Donc oui, ce que l’on appelle “complotistes” aujourd’hui sont ceux qui ont des arguments viables et qui “réfléchissent” pas eux mêmes. L’intelligence ne peut se limiter a quelque caractères dans une démonstration, il est donc normal que Facebook l’emporte.
Vous ne connaissez pas les “thread” sur Twitter ?
Moi je trouve qu’il faudrait arrêter d’utiliser le terme complotiste à chaque fois que des gens veulent simplement des réponses claires nettes et précises sur ce que les gouvernements veulent essayer de nous imposer depuis 2 ans.
La recherche de la vérité n’est pas un acte de complot mais un acte de bon sens !
Si vous ne voulez pas être traité de complotiste, il faut être pro-vax avec une demie douzaine d’injections, voter à gauche ou au pire Macron, et surtout ne pas remettre en question la bien pensance de TF1 et BFM …
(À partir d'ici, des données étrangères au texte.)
use sha2::{Digest, Sha256};

use nostr_client_types::{Event, EventId, PublicKey};

/// Computes the event id for an about-to-be-signed event: the SHA-256 of its
/// canonical `[0,pubkey,created_at,kind,tags,content]` serialization.
pub fn compute_event_id(
    pubkey: &PublicKey,
    created_at: i64,
    kind: u16,
    tags: &[Vec<String>],
    content: &str,
) -> EventId {
    let canonical = Event::canonical_serialization(pubkey, created_at, kind, tags, content);
    let digest = Sha256::digest(canonical.as_bytes());
    EventId::from_bytes(digest.into())
}

/// A streaming SHA-256 hasher for content that shouldn't be buffered whole,
/// such as a file being chunked for NIP-95 storage.
#[derive(Default)]
pub struct StreamHasher {
    inner: Sha256,
}

impl StreamHasher {
    pub fn new() -> Self {
        Self { inner: Sha256::new() }
    }

    pub fn update(&mut self, chunk: &[u8]) {
        self.inner.update(chunk);
    }

    pub fn finalize_hex(self) -> String {
        hex::encode(self.inner.finalize())
    }
}

#[cfg(test)]
mod tests {
    use super::*;

    #[test]
    fn compute_event_id_is_deterministic() {
        let pk = PublicKey::from_hex(&"ab".repeat(32)).unwrap();
        let a = compute_event_id(&pk, 1700000000, 1, &[], "hello");
        let b = compute_event_id(&pk, 1700000000, 1, &[], "hello");
        assert_eq!(a, b);
    }

    #[test]
    fn stream_hasher_matches_one_shot() {
        let mut streamed = StreamHasher::new();
        streamed.update(b"hello ");
        streamed.update(b"world");
        let streamed_hex = streamed.finalize_hex();

        let one_shot = hex::encode(Sha256::digest(b"hello world"));
        assert_eq!(streamed_hex, one_shot);
    }
}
Réponse claire nette et précise.
C’est tout à fait ça.
Quand TOUS les médias fr se mettent à titrer les même annonces mot pour mot tous les jours , sachant qu’ils appartiennent à quelques personnes dont l’ intérêt de ces annonces est commun , alors là oui , on peut qualifier ça de complotisme .
Les interactions entre les gens , dialogues , démonstrations , preuves sourcées et vérifiables sont la seule et véritable information .
Les commentaires font plaisir à lire. Merci les gars, je me sentais un peu seul parfois.
Ce terme ridicule est utilisé pour attaquer une personne et empêcher le débat. La vérité sur toutes ces dingueries finira par s’imposer. Je pense qu’ils accélèrent et essaient de passer en force car de plus en plus de personnes commencent à douter et à réfléchir par eux-mêmes. Nous ne céderons pas.